Segment Start: Excerpted data

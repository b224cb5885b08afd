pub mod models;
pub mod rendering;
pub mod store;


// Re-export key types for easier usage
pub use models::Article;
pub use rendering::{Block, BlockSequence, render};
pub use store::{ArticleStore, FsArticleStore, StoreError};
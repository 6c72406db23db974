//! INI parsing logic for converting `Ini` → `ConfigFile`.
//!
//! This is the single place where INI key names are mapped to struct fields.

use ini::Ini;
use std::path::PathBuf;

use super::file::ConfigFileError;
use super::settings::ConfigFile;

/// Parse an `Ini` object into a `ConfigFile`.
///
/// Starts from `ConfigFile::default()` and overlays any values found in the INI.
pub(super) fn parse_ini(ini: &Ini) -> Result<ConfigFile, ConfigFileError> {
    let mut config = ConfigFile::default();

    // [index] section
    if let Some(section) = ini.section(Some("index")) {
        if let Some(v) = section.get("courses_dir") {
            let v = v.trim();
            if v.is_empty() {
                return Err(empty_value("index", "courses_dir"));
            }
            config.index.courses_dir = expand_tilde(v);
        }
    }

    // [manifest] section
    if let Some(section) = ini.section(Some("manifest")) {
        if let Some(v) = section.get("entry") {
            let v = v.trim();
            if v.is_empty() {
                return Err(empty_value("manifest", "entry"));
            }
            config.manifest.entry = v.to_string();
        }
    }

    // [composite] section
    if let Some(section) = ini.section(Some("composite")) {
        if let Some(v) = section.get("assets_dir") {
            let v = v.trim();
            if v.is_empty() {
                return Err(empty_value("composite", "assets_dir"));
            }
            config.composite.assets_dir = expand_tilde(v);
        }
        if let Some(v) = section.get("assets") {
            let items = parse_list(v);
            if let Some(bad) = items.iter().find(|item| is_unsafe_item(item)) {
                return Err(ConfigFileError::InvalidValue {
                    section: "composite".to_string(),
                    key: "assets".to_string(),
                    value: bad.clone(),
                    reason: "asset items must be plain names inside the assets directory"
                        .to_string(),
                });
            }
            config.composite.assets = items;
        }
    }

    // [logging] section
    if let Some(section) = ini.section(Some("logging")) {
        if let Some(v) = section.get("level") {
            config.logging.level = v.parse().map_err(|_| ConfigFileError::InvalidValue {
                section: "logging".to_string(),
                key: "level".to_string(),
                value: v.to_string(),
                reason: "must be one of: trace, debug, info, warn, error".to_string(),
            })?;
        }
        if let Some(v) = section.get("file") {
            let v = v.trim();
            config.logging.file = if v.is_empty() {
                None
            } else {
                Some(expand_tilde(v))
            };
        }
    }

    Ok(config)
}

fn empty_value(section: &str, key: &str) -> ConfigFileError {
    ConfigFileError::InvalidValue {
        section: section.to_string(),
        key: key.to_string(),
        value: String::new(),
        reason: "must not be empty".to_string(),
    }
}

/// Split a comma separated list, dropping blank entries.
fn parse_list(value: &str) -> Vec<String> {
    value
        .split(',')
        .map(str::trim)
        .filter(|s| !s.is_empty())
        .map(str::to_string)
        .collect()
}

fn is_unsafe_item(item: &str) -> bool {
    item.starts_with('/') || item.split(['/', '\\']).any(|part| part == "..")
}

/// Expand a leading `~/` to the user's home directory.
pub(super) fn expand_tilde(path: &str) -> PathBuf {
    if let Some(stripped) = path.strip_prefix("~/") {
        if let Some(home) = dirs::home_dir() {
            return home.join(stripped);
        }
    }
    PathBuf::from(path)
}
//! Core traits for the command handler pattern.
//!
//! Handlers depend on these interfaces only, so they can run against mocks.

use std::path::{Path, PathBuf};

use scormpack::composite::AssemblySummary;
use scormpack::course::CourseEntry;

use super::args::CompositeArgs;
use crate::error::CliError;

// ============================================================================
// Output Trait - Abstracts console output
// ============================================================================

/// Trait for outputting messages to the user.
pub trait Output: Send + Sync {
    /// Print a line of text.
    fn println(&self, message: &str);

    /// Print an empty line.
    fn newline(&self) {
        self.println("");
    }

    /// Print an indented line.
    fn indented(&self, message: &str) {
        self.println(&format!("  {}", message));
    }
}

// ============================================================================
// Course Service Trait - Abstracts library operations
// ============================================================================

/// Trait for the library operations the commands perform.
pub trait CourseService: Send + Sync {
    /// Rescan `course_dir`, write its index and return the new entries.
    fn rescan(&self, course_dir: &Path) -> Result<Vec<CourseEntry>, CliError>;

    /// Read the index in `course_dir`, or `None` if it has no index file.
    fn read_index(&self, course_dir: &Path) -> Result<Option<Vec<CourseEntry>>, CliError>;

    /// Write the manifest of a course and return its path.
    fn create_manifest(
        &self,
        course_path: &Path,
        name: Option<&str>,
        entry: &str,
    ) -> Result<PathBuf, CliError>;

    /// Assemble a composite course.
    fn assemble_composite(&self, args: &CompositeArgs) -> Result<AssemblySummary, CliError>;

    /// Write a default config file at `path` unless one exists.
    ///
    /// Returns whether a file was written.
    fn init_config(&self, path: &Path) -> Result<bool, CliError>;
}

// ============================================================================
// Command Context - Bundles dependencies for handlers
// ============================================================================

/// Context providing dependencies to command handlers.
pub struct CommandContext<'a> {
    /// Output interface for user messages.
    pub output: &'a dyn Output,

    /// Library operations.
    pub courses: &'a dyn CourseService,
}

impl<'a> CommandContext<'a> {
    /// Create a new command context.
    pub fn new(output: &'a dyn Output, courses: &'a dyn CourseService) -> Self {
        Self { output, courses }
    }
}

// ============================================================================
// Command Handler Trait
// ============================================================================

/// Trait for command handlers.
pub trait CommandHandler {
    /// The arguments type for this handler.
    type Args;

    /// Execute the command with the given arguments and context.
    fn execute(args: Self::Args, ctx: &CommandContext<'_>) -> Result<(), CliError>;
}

Segment End: Excerpted data
Segment Start: Excerpted data

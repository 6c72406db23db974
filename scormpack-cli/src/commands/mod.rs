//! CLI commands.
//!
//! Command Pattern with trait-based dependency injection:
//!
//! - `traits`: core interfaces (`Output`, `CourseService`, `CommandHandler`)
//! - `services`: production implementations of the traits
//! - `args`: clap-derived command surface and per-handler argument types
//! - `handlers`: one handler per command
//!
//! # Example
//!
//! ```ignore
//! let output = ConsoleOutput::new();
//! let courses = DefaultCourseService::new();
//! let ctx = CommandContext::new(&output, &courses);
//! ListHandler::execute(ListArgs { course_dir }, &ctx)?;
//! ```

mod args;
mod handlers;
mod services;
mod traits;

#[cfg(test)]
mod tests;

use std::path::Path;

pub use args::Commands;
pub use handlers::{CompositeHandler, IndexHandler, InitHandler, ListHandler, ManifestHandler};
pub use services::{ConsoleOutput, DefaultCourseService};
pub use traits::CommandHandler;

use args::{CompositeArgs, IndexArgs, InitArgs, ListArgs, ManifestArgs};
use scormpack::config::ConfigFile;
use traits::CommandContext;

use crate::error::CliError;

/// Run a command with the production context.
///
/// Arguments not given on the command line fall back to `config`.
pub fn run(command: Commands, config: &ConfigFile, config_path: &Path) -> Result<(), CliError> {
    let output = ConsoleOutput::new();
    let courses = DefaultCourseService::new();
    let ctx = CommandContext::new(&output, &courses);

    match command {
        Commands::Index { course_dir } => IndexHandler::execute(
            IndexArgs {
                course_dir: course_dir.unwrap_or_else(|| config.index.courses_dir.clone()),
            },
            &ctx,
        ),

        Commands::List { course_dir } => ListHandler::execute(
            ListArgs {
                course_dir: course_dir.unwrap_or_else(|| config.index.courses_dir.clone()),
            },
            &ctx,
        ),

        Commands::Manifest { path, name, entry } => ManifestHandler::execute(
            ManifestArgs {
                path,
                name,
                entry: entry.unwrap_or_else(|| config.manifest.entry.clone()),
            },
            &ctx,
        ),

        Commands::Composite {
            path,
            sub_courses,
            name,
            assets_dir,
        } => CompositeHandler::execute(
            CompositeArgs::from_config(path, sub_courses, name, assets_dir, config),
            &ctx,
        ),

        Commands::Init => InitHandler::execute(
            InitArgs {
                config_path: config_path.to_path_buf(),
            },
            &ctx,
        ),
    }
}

Segment End: Excerpted data

Activity: Within the records, filter for lines that contain the word "CourseEntry" and show each one.

Answer section:
use scormpack::course::CourseEntry;
    fn rescan(&self, course_dir: &Path) -> Result<Vec<CourseEntry>, CliError>;
    fn read_index(&self, course_dir: &Path) -> Result<Option<Vec<CourseEntry>>, CliError>;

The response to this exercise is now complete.